INSTRUCTIONS FOR THE TASK:
Going through the records that follow, please count the lines with "body" in them and give only the count.

EXERCISE DATA:
════════════════════
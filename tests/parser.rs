use ucc::{
    compile,
    error::{Diagnostics, ErrorKind},
    parse::ast::*,
    types::Type,
};

fn parse(text: &str) -> Result<Program, Diagnostics> {
    let tokens = compile::tokenize(text.as_bytes(), "test")?;
    compile::parse(&tokens)
}

fn body(program: &Program) -> &[ucc::source::Located<Statement>] {
    match &program.items[0] {
        Item::Function(function) => &function.body.items,
        item => panic!("expected a function, found {:?}", item),
    }
}

fn returned(program: &Program) -> &Expr {
    match body(program).last().map(|statement| statement.val()) {
        Some(Statement::Return(Some(value))) => value.val(),
        other => panic!("expected a return, found {:?}", other),
    }
}

#[test]
fn multiplication_binds_tighter_than_addition() {
    let program = parse("int f() { return 1 + 2 * 3; }").unwrap();

    match &returned(&program).kind {
        ExprKind::Binary(lhs, BinOp::Add, rhs) => {
            assert!(matches!(lhs.val().kind, ExprKind::Literal(Literal::Int(1))));
            assert!(matches!(rhs.val().kind, ExprKind::Binary(_, BinOp::Mul, _)));
        }

        other => panic!("unexpected tree {:?}", other),
    }
}

#[test]
fn subtraction_is_left_associative() {
    let program = parse("int f() { return 8 - 4 - 2; }").unwrap();

    match &returned(&program).kind {
        ExprKind::Binary(lhs, BinOp::Sub, rhs) => {
            assert!(matches!(lhs.val().kind, ExprKind::Binary(_, BinOp::Sub, _)));
            assert!(matches!(rhs.val().kind, ExprKind::Literal(Literal::Int(2))));
        }

        other => panic!("unexpected tree {:?}", other),
    }
}

#[test]
fn logical_and_binds_tighter_than_or() {
    let program = parse("bool f(bool a, bool b, bool c) { return a || b && c; }").unwrap();

    match &returned(&program).kind {
        ExprKind::Binary(_, BinOp::Or, rhs) => {
            assert!(matches!(rhs.val().kind, ExprKind::Binary(_, BinOp::And, _)));
        }

        other => panic!("unexpected tree {:?}", other),
    }
}

#[test]
fn assignment_is_right_associative() {
    let program = parse("void f() { int a; int b; a = b = 3; }").unwrap();

    let statement = body(&program)[2].val();
    let value = match statement {
        Statement::Expr(expr) => match &expr.val().kind {
            ExprKind::Assign { op: None, value, .. } => value,
            other => panic!("unexpected tree {:?}", other),
        },

        other => panic!("unexpected statement {:?}", other),
    };

    assert!(matches!(value.val().kind, ExprKind::Assign { op: None, .. }));
}

#[test]
fn dangling_else_binds_to_nearest_if() {
    let source = "void f(bool a, bool b) { int x; if (a) if (b) x = 1; else x = 2; }";
    let program = parse(source).unwrap();

    match body(&program)[1].val() {
        Statement::If {
            then, otherwise, ..
        } => {
            assert!(otherwise.is_none());
            assert!(matches!(
                then.val(),
                Statement::If {
                    otherwise: Some(_),
                    ..
                }
            ));
        }

        other => panic!("unexpected statement {:?}", other),
    }
}

#[test]
fn declarators_build_types() {
    let program = parse("int m[2][3]; float g = 1.5, h; int f(int v[], char c);").unwrap();
    assert_eq!(program.items.len(), 3);

    match &program.items[0] {
        Item::Global(declarations) => {
            let row = Type::Array(Box::new(Type::Int), Some(3));
            assert_eq!(declarations[0].typ.val(), &Type::Array(Box::new(row), Some(2)));
        }

        item => panic!("unexpected item {:?}", item),
    }

    match &program.items[1] {
        Item::Global(declarations) => {
            assert_eq!(declarations.len(), 2);
            assert!(declarations[0].init.is_some());
            assert!(declarations[1].init.is_none());
        }

        item => panic!("unexpected item {:?}", item),
    }

    match &program.items[2] {
        Item::Global(declarations) => {
            let signature = declarations[0].typ.val().signature().unwrap();
            assert_eq!(signature.ret, Type::Int);
            assert_eq!(signature.params[0], Type::Array(Box::new(Type::Int), None));
            assert_eq!(signature.params[1], Type::Char);
        }

        item => panic!("unexpected item {:?}", item),
    }
}

#[test]
fn for_loop_parts_are_optional() {
    let program = parse("void f() { for (;;) break; for (int i = 0; i < 3; i++) ; }").unwrap();
    let items = body(&program);

    assert!(matches!(
        items[0].val(),
        Statement::For {
            init: None,
            condition: None,
            step: None,
            ..
        }
    ));

    assert!(matches!(
        items[1].val(),
        Statement::For {
            init: Some(ForInit::Declaration(_)),
            condition: Some(_),
            step: Some(_),
            ..
        }
    ));
}

#[test]
fn casts_and_calls() {
    let program = parse("int g(float x) { return (int) x + g(1.0, 2); }").unwrap();

    match &returned(&program).kind {
        ExprKind::Binary(lhs, BinOp::Add, rhs) => {
            assert!(matches!(lhs.val().kind, ExprKind::Cast(..)));

            match &rhs.val().kind {
                ExprKind::Call { function, args, .. } => {
                    assert_eq!(function.val().to_string(), "g");
                    assert_eq!(args.len(), 2);
                }

                other => panic!("unexpected tree {:?}", other),
            }
        }

        other => panic!("unexpected tree {:?}", other),
    }
}

#[test]
fn recovery_reports_every_broken_statement() {
    let diagnostics = parse("int main() { int x = ; x = 1 +; return 0; }").unwrap_err();
    assert_eq!(diagnostics.kinds(), vec![ErrorKind::Syntax, ErrorKind::Syntax]);
}

#[test]
fn recovery_continues_with_following_functions() {
    let source = "int f() { return ) ; }\nint g() { return 1 }\nint h() { return 0; }\n";
    let diagnostics = parse(source).unwrap_err();

    assert_eq!(diagnostics.len(), 2);

    let lines: Vec<u32> = diagnostics
        .iter()
        .map(|error| error.location().start().line())
        .collect();

    assert_eq!(lines, vec![1, 2]);
}

#[test]
fn missing_brace_at_end_of_input() {
    let diagnostics = parse("int main() { return 0;").unwrap_err();
    assert_eq!(diagnostics.kinds(), vec![ErrorKind::Syntax]);
}

#[test]
fn functions_cannot_nest() {
    let diagnostics = parse("int main() { int f(int x); return 0; }").unwrap_err();
    assert_eq!(diagnostics.kinds(), vec![ErrorKind::Syntax]);
}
════════════════════
PROBLEM SOLUTION:
6